Portugal this week rejected the idea of legalising recreational cannabis, although medicinal marijuana is now available for patients in the country.
Lawmakers torpedoed two proposals to allow the cultivation and sale of cannabis for recreational purposes, citing questions over consumption monitoring and the potential harmful effects on young people.
The first suggested limiting individuals to buying 75g of cannabis per month from licensed pharmacies, under the watch of government health officials. It would also have allowed individuals to grow six plants per household.
The second suggested allowing the sale of cannabis at licensed establishments, and home cultivation.
Both proposals stated cannabis must be only available to Portuguese citizens or residents over 18 who do not suffer mental illness, available at prices that undercut the black market, and that advertising should be banned.
All drug use and possession has been decriminalised in Portugal, however the production or sale of drugs including cannabis is still a criminal offence.
The decision to knock back recreational use has not deterred Aurora Cannabis, who on Tuesday bought a 51% stake in Portugal’s Gaia Pharma with plans to establish a local facility to produce medical cannabis and derivative products.
Terms of the deal were not disclosed by the Canadian producer, however Gaia, which recently won approval to build a European Union compliant cannabis cultivation facility from the Portuguese Health Ministry, will be renamed Aurora Portugal.
Construction of the new facility will be carried out in phases with the first expected to be completed by the third calendar quarter of 2020. The first phase is expected to result in production capacity of about 2,000 kg a year, growing to 4,000 kg a year once the second phase is completed.
Portugal’s legal sector recorded a huge spike in weed-enquiries in 2018 following further drug liberalisation, as the global market for medicinal cannabis is expected to triple in size to 2020.
“We’ve seen a substantial increase in applications for production since July, and we know of at least six new applications for the planting and production of cannabis in the country,” said Petra Fernandes, associate at Baptista, Monteverde & Associados.
Eduardo Nogueira Pinto, partner at law firm PLMJ, added that the market presents significant opportunities, although determining its size is a complex exercise.
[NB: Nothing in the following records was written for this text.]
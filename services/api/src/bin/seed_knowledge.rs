//! services/api/src/bin/seed_knowledge.rs
//!
//! Loads every supported file in a folder into the global knowledge base, so
//! its text is offered as document context in every chat.
//!
//! Usage: `seed_knowledge <folder>`

use api_lib::{
    adapters::{extractor::SUPPORTED_EXTENSIONS, DbAdapter, DocumentTextExtractor},
    config::Config,
    error::ApiError,
    telemetry::init_tracing,
};
use configmate_core::{
    ports::{DatabaseService, TextExtractionService},
    rooms::{file_extension, ChatRooms},
};
use sqlx::postgres::PgPoolOptions;
use std::{path::PathBuf, sync::Arc};
use tracing::{error, info, warn};

#[tokio::main]
async fn main() -> Result<(), ApiError> {
    let config = Config::from_env()?;
    init_tracing(config.log_level);

    let folder = std::env::args()
        .nth(1)
        .map(PathBuf::from)
        .ok_or_else(|| ApiError::BadRequest("Usage: seed_knowledge <folder>".to_string()))?;
    if !folder.is_dir() {
        return Err(ApiError::BadRequest(format!(
            "Folder not found: {}",
            folder.display()
        )));
    }
    if config.uses_memory_store() {
        return Err(ApiError::BadRequest(
            "Seeding needs a persistent DATABASE_URL".to_string(),
        ));
    }

    let db_pool = PgPoolOptions::new()
        .max_connections(2)
        .connect(&config.database_url)
        .await?;
    let db_adapter = DbAdapter::new(db_pool);
    db_adapter.run_migrations().await?;
    let db: Arc<dyn DatabaseService> = Arc::new(db_adapter);
    let extractor = Arc::new(DocumentTextExtractor::new());
    let rooms = ChatRooms::new(db.clone(), extractor.clone());

    info!("Uploading files from folder: {}", folder.display());
    let mut entries = tokio::fs::read_dir(&folder).await?;
    while let Some(entry) = entries.next_entry().await? {
        let path = entry.path();
        if !path.is_file() {
            continue;
        }
        let filename = entry.file_name().to_string_lossy().into_owned();
        let extension = file_extension(&filename);
        if !SUPPORTED_EXTENSIONS.contains(&extension.as_str()) {
            warn!(%filename, "Skipping file with unsupported extension");
            continue;
        }

        let data = tokio::fs::read(&path).await?;
        let text = match extractor.extract_text(&data, &extension).await {
            Ok(text) => text,
            Err(e) => {
                error!(%filename, "Could not read file: {}", e);
                continue;
            }
        };

        match rooms.add_global_document(&filename, &text).await? {
            Some(_) => info!(%filename, "Uploaded into the knowledge base"),
            None => warn!(%filename, "No text content, skipped"),
        }
    }

    info!("All files uploaded. Global documents now in the store:");
    for document in db.list_global_documents().await? {
        info!(" - {} ({} chars)", document.filename, document.content.chars().count());
    }

    Ok(())
}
“It’s difficult to estimate with certainty the potential size of this market,” he said. “Some numbers signal that the medical cannabis market was worth $17bn globally in 2016, with estimates that it will grow to over $50bn by 2020 – these are mere projections, but it is a fast-growing market.”
Last year, medical cannabis research business Tilray raised $60m in funding for cannabis production in Portugal and Canada.
Public opinion is split; a 2018 survey suggested that around 53 percent of Portugal’s 10m population opposed cannabis legalisation, with a clear divide between metropolitan and rural areas.
Government sources indicate cannabis legalisation is on the cards long term, but for now the country will stick with permitting medicinal use only.
Officials are gauging the response from Uruguay and Canada before they draft up any new laws, however in a jibe at the US, Portuguese national drug coordinator João Goulão said the American prioritisation of business over health was not one to follow.
Medicinal cannabis was legalised in portugal in June 2018 by Parliament, however only one cannabis-based medication is legal in Portugal; Sativex, produced by British firm GW Pharmaceuticals.
Any drugs must be approved by the National Institute of Pharmacy and Medications, and personal cultivation of the plant remains illegal, even for individuals who suffer the relevant medical conditions.
Costs are not covered by individual health insurance, and with question marks still surrounding the legal state of marijuana, and the stigma of cannabinoids, uptake has been slow.
At European Union-level, regulation is moving at glacial pace. A recommendation to tackle monetary, regulatory, or cultural obstacles that impede research and the acceptance of legal medical cannabis was approved by bloc lawmakers recently, but there has been almost no activity of note since then.